Mapping of attributes

Step 6 – Select users & groups to be imported

Select roles and users that will be imported. It is possible to adjust the settings made here in the following two steps.

On the left, you can see all groups (roles) found on the source server. If you select a group, its members are displayed in the list on the right. You can define which users and roles will be imported using the appropriate check-boxes.

By right-clicking a group, you can perform the following actions:

  • Select all - selects all child groups directly under the selected group.
  • Select all recursively - selects all child groups under the selected group until the last level.
  • Deselect all - selects all groups directly under the selected group.
  • Deselect all recursively - selects all group under the selected group until the last level.

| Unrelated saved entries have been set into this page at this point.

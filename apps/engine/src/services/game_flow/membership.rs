//! Lobby membership: create, join, leave, kick, bots, readiness, open flag.

use std::sync::Arc;

use tracing::{debug, info};

use crate::domain::player::{Player, PlayerId};
use crate::domain::snapshot::SessionPanel;
use crate::domain::state::{GameState, Phase};
use crate::domain::win::{EndReason, GameEnd, Winner};
use crate::error::EngineError;
use crate::errors::domain::{DomainError, NotFoundKind, ValidationKind};
use crate::session::{Session, SessionId, SessionInner};

use super::GameFlowService;

/// What a mid-flow `leave` decided while the lock was held; acted on after
/// the lock is released.
enum LeaveOutcome {
    Panel(SessionPanel),
    Destroy,
    ImpostorLeft,
    Stale,
}

impl GameFlowService {
    /// Creates a session in a channel with the caller as host.
    pub async fn create_session(
        &self,
        id: SessionId,
        host_id: u64,
        host_display: &str,
        open: bool,
    ) -> Result<(), EngineError> {
        let host = Player::human(host_id, host_display);
        let host_player_id = host.id;
        let game = GameState::new(id.as_str().to_owned(), host, open);
        let session = Session::new(id.clone(), game);
        self.registry.create(Arc::clone(&session), host_player_id)?;
        info!(session_id = %id, host = %host_player_id, "session created");

        let panel = {
            let inner = session.lock().await;
            SessionPanel::from_state(&inner.game, self.config.max_players)
        };
        self.refresh_panel(&id, &panel).await
    }

    /// Joins an existing lobby. Rejected once a game is underway.
    pub async fn join(
        &self,
        id: &SessionId,
        player_id: u64,
        display: &str,
    ) -> Result<(), EngineError> {
        let session = self.session(id)?;
        let panel = {
            let mut inner = session.lock().await;
            if inner.game.phase != Phase::Idle {
                return Err(DomainError::validation(
                    ValidationKind::WrongPhase,
                    "the game has already started",
                )
                .into());
            }
            if !inner.game.open {
                return Err(DomainError::validation(
                    ValidationKind::LobbyClosed,
                    "the lobby is closed to new players",
                )
                .into());
            }
            if inner.game.member_count() >= self.config.max_players {
                return Err(
                    DomainError::validation(ValidationKind::LobbyFull, "the lobby is full").into(),
                );
            }
            let player = Player::human(player_id, display);
            // Claim the membership index before mutating the roster so a
            // player can never end up in two sessions.
            self.registry.join_index(player.id, id)?;
            info!(session_id = %id, player = %player.id, "player joined");
            inner.game.add_player(player);
            SessionPanel::from_state(&inner.game, self.config.max_players)
        };
        self.refresh_panel(id, &panel).await
    }

    /// Leaves whatever session the player is in.
    ///
    /// In the lobby this frees the slot; mid-game the player is marked dead
    /// and the game continues around them. The host role moves to the
    /// earliest-joined remaining human; a session with no humans left is
    /// destroyed. An impostor who walks out hands the socials the win.
    pub async fn leave(&self, player: PlayerId) -> Result<(), EngineError> {
        let Some(session) = self.registry.find_by_member(player) else {
            debug!(%player, "leave from a player not in any session");
            return Ok(());
        };
        let id = session.id().clone();

        let outcome = {
            let mut inner = session.lock().await;
            match inner.game.phase {
                Phase::Idle => self.leave_lobby(&mut inner.game, player),
                Phase::End => LeaveOutcome::Stale,
                Phase::Roles | Phase::Turns | Phase::Vote => {
                    self.leave_mid_game(&mut inner, player)
                }
            }
        };

        match outcome {
            LeaveOutcome::Panel(panel) => self.refresh_panel(&id, &panel).await,
            LeaveOutcome::Destroy => {
                info!(session_id = %id, "last human left, destroying session");
                self.force_teardown(&id).await;
                Ok(())
            }
            LeaveOutcome::ImpostorLeft => {
                self.trigger_end_game(
                    &session,
                    GameEnd {
                        winner: Winner::Socials,
                        reason: EndReason::ImpostorLeft,
                    },
                )
                .await;
                Ok(())
            }
            LeaveOutcome::Stale => Ok(()),
        }
    }

    fn leave_lobby(&self, game: &mut GameState, player: PlayerId) -> LeaveOutcome {
        if game.remove_player(player).is_none() {
            return LeaveOutcome::Stale;
        }
        self.registry.leave_index(player);
        info!(session = %game.name, %player, "player left the lobby");
        if game.host == player {
            match game.earliest_human(player) {
                Some(next) => game.host = next,
                None => return LeaveOutcome::Destroy,
            }
        }
        LeaveOutcome::Panel(SessionPanel::from_state(game, self.config.max_players))
    }

    fn leave_mid_game(
        &self,
        inner: &mut SessionInner,
        player: PlayerId,
    ) -> LeaveOutcome {
        let Some(p) = inner.game.player_mut(player) else {
            return LeaveOutcome::Stale;
        };
        p.alive = false;
        self.registry.leave_index(player);
        info!(session = %inner.game.name, %player, "player left mid-game, marked dead");

        if inner.game.host == player {
            if let Some(next) = inner.game.earliest_human(player) {
                inner.game.host = next;
            }
        }
        if inner.game.alive_humans().next().is_none() {
            return LeaveOutcome::Destroy;
        }
        if inner.game.impostor == Some(player) {
            return LeaveOutcome::ImpostorLeft;
        }

        // Wake whichever timer was waiting on this player.
        if inner.game.turn_holder == Some(player) {
            if let Some(gate) = inner.gates.turn.take() {
                let _ = gate.send(());
            }
        }
        if inner.game.phase == Phase::Vote && inner.game.all_alive_humans_voted() {
            if let Some(gate) = inner.gates.vote.take() {
                let _ = gate.send(());
            }
        }
        if inner.game.phase == Phase::Roles && inner.game.all_humans_acked() {
            if let Some(gate) = inner.gates.roles.take() {
                let _ = gate.send(());
            }
        }

        LeaveOutcome::Panel(SessionPanel::from_state(
            &inner.game,
            self.config.max_players,
        ))
    }

    /// Host removes another player from the lobby.
    pub async fn kick(
        &self,
        id: &SessionId,
        caller: PlayerId,
        target: PlayerId,
    ) -> Result<(), EngineError> {
        let session = self.session(id)?;
        let panel = {
            let mut inner = session.lock().await;
            if inner.game.phase != Phase::Idle {
                return Err(DomainError::validation(
                    ValidationKind::WrongPhase,
                    "players can only be kicked from the lobby",
                )
                .into());
            }
            if inner.game.host != caller {
                return Err(DomainError::validation(
                    ValidationKind::NotHost,
                    "only the host can kick",
                )
                .into());
            }
            if target == caller {
                return Err(DomainError::validation(
                    ValidationKind::Other("self-kick".into()),
                    "the host cannot kick themselves",
                )
                .into());
            }
            if inner.game.remove_player(target).is_none() {
                return Err(DomainError::not_found(
                    NotFoundKind::Player,
                    "that player is not in this session",
                )
                .into());
            }
            self.registry.leave_index(target);
            info!(session_id = %id, %caller, %target, "player kicked");
            SessionPanel::from_state(&inner.game, self.config.max_players)
        };
        self.refresh_panel(id, &panel).await
    }

    /// Host adds a bot to fill a lobby slot.
    pub async fn add_bot(&self, id: &SessionId, caller: PlayerId) -> Result<(), EngineError> {
        let session = self.session(id)?;
        let panel = {
            let mut inner = session.lock().await;
            self.require_idle_host(&inner.game, caller)?;
            if inner.game.member_count() >= self.config.max_players {
                return Err(
                    DomainError::validation(ValidationKind::LobbyFull, "the lobby is full").into(),
                );
            }
            let bot = inner.game.add_bot();
            info!(session_id = %id, %bot, "bot added");
            SessionPanel::from_state(&inner.game, self.config.max_players)
        };
        self.refresh_panel(id, &panel).await
    }

    /// Host removes the most recently added bot.
    pub async fn remove_bot(&self, id: &SessionId, caller: PlayerId) -> Result<(), EngineError> {
        let session = self.session(id)?;
        let panel = {
            let mut inner = session.lock().await;
            self.require_idle_host(&inner.game, caller)?;
            let Some(bot) = inner.game.last_bot() else {
                return Err(DomainError::not_found(
                    NotFoundKind::Bot,
                    "there are no bots in this session",
                )
                .into());
            };
            inner.game.remove_player(bot);
            info!(session_id = %id, %bot, "bot removed");
            SessionPanel::from_state(&inner.game, self.config.max_players)
        };
        self.refresh_panel(id, &panel).await
    }

    /// Toggles a player's lobby readiness.
    pub async fn set_ready(
        &self,
        id: &SessionId,
        player: PlayerId,
        ready: bool,
    ) -> Result<(), EngineError> {
        let session = self.session(id)?;
        let panel = {
            let mut inner = session.lock().await;
            if inner.game.phase != Phase::Idle {
                return Err(DomainError::validation(
                    ValidationKind::WrongPhase,
                    "readiness only applies in the lobby",
                )
                .into());
            }
            let Some(p) = inner.game.player_mut(player) else {
                return Err(DomainError::validation(
                    ValidationKind::NotAMember,
                    "you are not in this session",
                )
                .into());
            };
            p.ready_in_lobby = ready;
            SessionPanel::from_state(&inner.game, self.config.max_players)
        };
        self.refresh_panel(id, &panel).await
    }

    /// Host opens or closes the lobby to new joins.
    pub async fn set_open(
        &self,
        id: &SessionId,
        caller: PlayerId,
        open: bool,
    ) -> Result<(), EngineError> {
        let session = self.session(id)?;
        let panel = {
            let mut inner = session.lock().await;
            self.require_idle_host(&inner.game, caller)?;
            inner.game.open = open;
            SessionPanel::from_state(&inner.game, self.config.max_players)
        };
        self.refresh_panel(id, &panel).await
    }

    fn require_idle_host(&self, game: &GameState, caller: PlayerId) -> Result<(), DomainError> {
        if game.phase != Phase::Idle {
            return Err(DomainError::validation(
                ValidationKind::WrongPhase,
                "only allowed in the lobby",
            ));
        }
        if game.host != caller {
            return Err(DomainError::validation(
                ValidationKind::NotHost,
                "only the host can do that",
            ));
        }
        Ok(())
    }
}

All users in a group or all groups can be selected or deselected by clicking Select all or Deselect all.

Selecting users/groups to be imported

Step 7 – Adjust users to be imported

Adjust the users to be imported using the check boxes. Users are selected according to the settings made in the previous step. You can filter the listed users by Display name and User name.

Selecting/deselecting users to be imported

Step 8 – Adjust groups to be imported

Adjust the groups (roles) to be imported using the check boxes. You can filter the listed groups by Group nameusing the filter above the list.

Step 9 – Assign to roles

Select the Kentico roles to which the imported users will be assigned. If you are importing to multiple sites, first choose the site whose roles should be displayed using the Site selector.

Step 10 – Finalize

You have configured your import profile.

You can now execute the import immediately, save the profile into a file or perform both of these actions (enable the Import now and Save import profile to file check boxes respectively).

You need to create an import profile if you plan to run the AD Import Utility from the command line.

Step 11 – Import log

The last step displays an import log, showing the progress of the import process. When the import finishes, click Finish to close the wizard.